## [Activity]
I'd like every line from the material below that has "info" in it.

## [Dataset content]

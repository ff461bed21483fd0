pub mod block;
pub mod course;
pub mod event;
pub mod flight;

pub use block::{Block, BlockType};
pub use course::{Course, DayType, Interval, PlayFormat, SeasonalSchedule};
pub use event::{DomainEvent, FlightEventType, StoredEvent, FLIGHT_AGGREGATE};
pub use flight::{
    CaddyRequest, CartRequest, Flight, FlightStatus, Player, PlayerIdentity, PlayerInput,
    PlayerType, RentalRequest, SlotKey, StartingHole,
};
#![allow(dead_code)]

use chrono::NaiveDate;
use std::sync::Arc;
use teesheet_booking::{BookingCoordinator, BookingSettings, CreateFlightRequest, FlightLifecycle};
use teesheet_core::memory::{InMemoryEventSink, InMemoryLockService, InMemoryStore};
use teesheet_core::models::{CaddyRequest, CartRequest, RentalRequest};
use teesheet_core::{Course, PlayerIdentity, PlayerInput, StartingHole, TeeTime};
use teesheet_schedule::{BlockRegistry, CourseDirectory, InMemoryCache};
use uuid::Uuid;

pub struct Harness {
    pub tenant: Uuid,
    pub course: Course,
    pub store: Arc<InMemoryStore>,
    pub locks: Arc<InMemoryLockService>,
    pub events: Arc<InMemoryEventSink>,
    pub coordinator: BookingCoordinator,
    pub lifecycle: FlightLifecycle,
}

pub fn t(s: &str) -> TeeTime {
    s.parse().unwrap()
}

pub fn tee_date() -> NaiveDate {
    NaiveDate::from_ymd_opt(2026, 5, 12).unwrap()
}

impl Harness {
    pub async fn new() -> Self {
        Self::with_events(InMemoryEventSink::new()).await
    }

    pub async fn with_events(events: InMemoryEventSink) -> Self {
        let tenant = Uuid::new_v4();
        let course = Course {
            id: Uuid::new_v4(),
            tenant_id: tenant,
            name: "Old Course".into(),
            first_tee_time: t("06:00"),
            last_tee_time: t("14:00"),
            tee_interval_minutes: 10,
            is_active: true,
        };
        let store = Arc::new(InMemoryStore::new());
        store.add_course(course.clone()).await;

        let locks = Arc::new(InMemoryLockService::new());
        let events = Arc::new(events);
        let directory = CourseDirectory::new(store.clone(), Arc::new(InMemoryCache::new()));
        let coordinator = BookingCoordinator::new(
            locks.clone(),
            directory,
            BlockRegistry::new(store.clone()),
            store.clone(),
            events.clone(),
            BookingSettings::default(),
        );
        let lifecycle =
            FlightLifecycle::new(store.clone(), events.clone(), locks.clone(), BookingSettings::default());

        Self { tenant, course, store, locks, events, coordinator, lifecycle }
    }

    pub fn request(&self, time: &str, players: u8) -> CreateFlightRequest {
        CreateFlightRequest {
            course_id: self.course.id,
            tee_date: tee_date(),
            tee_time: t(time),
            starting_hole: StartingHole::Front,
            holes: 18,
            players: (1..=players).map(member).collect(),
            notes: None,
        }
    }
}

pub fn member(position: u8) -> PlayerInput {
    PlayerInput {
        position,
        identity: PlayerIdentity::Member { member_id: Uuid::new_v4() },
        cart_request: CartRequest::default(),
        caddy_request: CaddyRequest::default(),
        rental_request: RentalRequest::default(),
    }
}
use axum::{
    extract::{Path, Query, State},
    http::StatusCode,
    routing::{delete, get},
    Json, Router,
};
use chrono::NaiveDate;
use serde::Deserialize;
use teesheet_schedule::{DayOccupancy, TeeSheetSlot};
use tracing::info;
use uuid::Uuid;

use crate::error::AppError;
use crate::state::AppState;
use crate::tenant::CallerContext;

pub fn routes() -> Router<AppState> {
    Router::new()
        .route("/v1/courses/{course_id}/tee-sheet", get(get_tee_sheet))
        .route("/v1/courses/{course_id}/week-view", get(get_week_view))
        .route("/v1/courses/{course_id}/cache", delete(invalidate_cache))
}

#[derive(Debug, Deserialize)]
pub struct TeeSheetQuery {
    pub date: NaiveDate,
}

#[derive(Debug, Deserialize)]
pub struct WeekViewQuery {
    pub start: NaiveDate,
    #[serde(default = "default_days")]
    pub days: u32,
}

fn default_days() -> u32 {
    7
}

async fn get_tee_sheet(
    State(state): State<AppState>,
    ctx: CallerContext,
    Path(course_id): Path<Uuid>,
    Query(query): Query<TeeSheetQuery>,
) -> Result<Json<Vec<TeeSheetSlot>>, AppError> {
    let sheet = state.projector.tee_sheet(ctx.tenant_id, course_id, query.date).await?;
    Ok(Json(sheet))
}

async fn get_week_view(
    State(state): State<AppState>,
    ctx: CallerContext,
    Path(course_id): Path<Uuid>,
    Query(query): Query<WeekViewQuery>,
) -> Result<Json<Vec<DayOccupancy>>, AppError> {
    let week = state
        .projector
        .week_view_occupancy(ctx.tenant_id, course_id, query.start, query.days)
        .await?;
    Ok(Json(week))
}

/// Called by the admin side after a schedule is created, edited or removed.
async fn invalidate_cache(
    State(state): State<AppState>,
    ctx: CallerContext,
    Path(course_id): Path<Uuid>,
) -> Result<StatusCode, AppError> {
    // Only the owner may flush; a foreign id reads as not found.
    state.directory.course(ctx.tenant_id, course_id).await?;
    state.directory.invalidate_course(course_id).await;
    state.directory.invalidate_schedules(course_id).await;
    info!("Course {} cache invalidated", course_id);
    Ok(StatusCode::NO_CONTENT)
}
use anyhow::Context;
use std::net::SocketAddr;
use std::sync::Arc;
use std::time::Duration;
use teesheet_api::{app, in_memory_state, AppState, Backends};
use teesheet_booking::BookingSettings;
use teesheet_core::memory::{InMemoryEventSink, InMemoryLockService, InMemoryStore};
use teesheet_schedule::InMemoryCache;
use teesheet_store::{
    Config, DbClient, EventPublisher, PgCourseRepository, PgEventSink, PgFlightRepository, RedisClient,
};
use tracing_subscriber::{layer::SubscriberExt, util::SubscriberInitExt};

#[tokio::main]
async fn main() -> anyhow::Result<()> {
    tracing_subscriber::registry()
        .with(
            tracing_subscriber::EnvFilter::try_from_default_env()
                .unwrap_or_else(|_| "teesheet_api=debug,teesheet_booking=debug,tower_http=debug".into()),
        )
        .with(tracing_subscriber::fmt::layer())
        .init();

    let config = Config::load().context("Failed to load config")?;
    tracing::info!("Starting tee sheet API on port {}", config.server.port);

    let state = if config.server.in_memory {
        in_memory(&config)
    } else {
        connect(&config).await?
    };

    let addr = SocketAddr::from(([0, 0, 0, 0], config.server.port));
    tracing::info!("Listening on {}", addr);

    let listener = tokio::net::TcpListener::bind(addr)
        .await
        .with_context(|| format!("Failed to bind {}", addr))?;
    axum::serve(listener, app(state)).await?;
    Ok(())
}

fn in_memory(config: &Config) -> AppState {
    tracing::warn!("Running with in-process storage; nothing survives a restart");
    let locks = Arc::new(InMemoryLockService::new());
    locks.clone().spawn_reaper(Duration::from_secs(5));

    in_memory_state(
        Arc::new(InMemoryStore::new()),
        locks,
        Arc::new(InMemoryEventSink::new()),
        BookingSettings {
            lock_ttl: config.booking.lock_ttl(),
        },
    )
}

async fn connect(config: &Config) -> anyhow::Result<AppState> {
    let db = DbClient::new(&config.database.url)
        .await
        .context("Failed to connect to Postgres")?;
    db.migrate().await.context("Failed to run migrations")?;

    let rules = db
        .fetch_booking_rules(config.booking.clone())
        .await
        .context("Failed to load booking rules")?;
    tracing::info!("Slot lock TTL {}s", rules.lock_ttl_seconds);

    let redis = RedisClient::new(&config.redis.url)
        .await
        .context("Failed to connect to Redis")?;

    let publisher = match EventPublisher::new(&config.kafka.brokers, &config.kafka.events_topic) {
        Ok(publisher) => Some(publisher),
        Err(e) => {
            tracing::warn!("Kafka unavailable, events will only be stored: {}", e);
            None
        }
    };

    let courses = Arc::new(PgCourseRepository::new(db.pool.clone()));
    Ok(AppState::new(
        Backends {
            courses: courses.clone(),
            blocks: courses,
            flights: Arc::new(PgFlightRepository::new(db.pool.clone())),
            locks: Arc::new(redis),
            events: Arc::new(PgEventSink::new(db.pool.clone(), publisher)),
            cache: Arc::new(InMemoryCache::new()),
        },
        BookingSettings {
            lock_ttl: rules.lock_ttl(),
        },
    ))
}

## [Written response]
use tracing::info;
    info!("Course {} cache invalidated", course_id);
    tracing::info!("Starting tee sheet API on port {}", config.server.port);
    tracing::info!("Listening on {}", addr);
    tracing::info!("Slot lock TTL {}s", rules.lock_ttl_seconds);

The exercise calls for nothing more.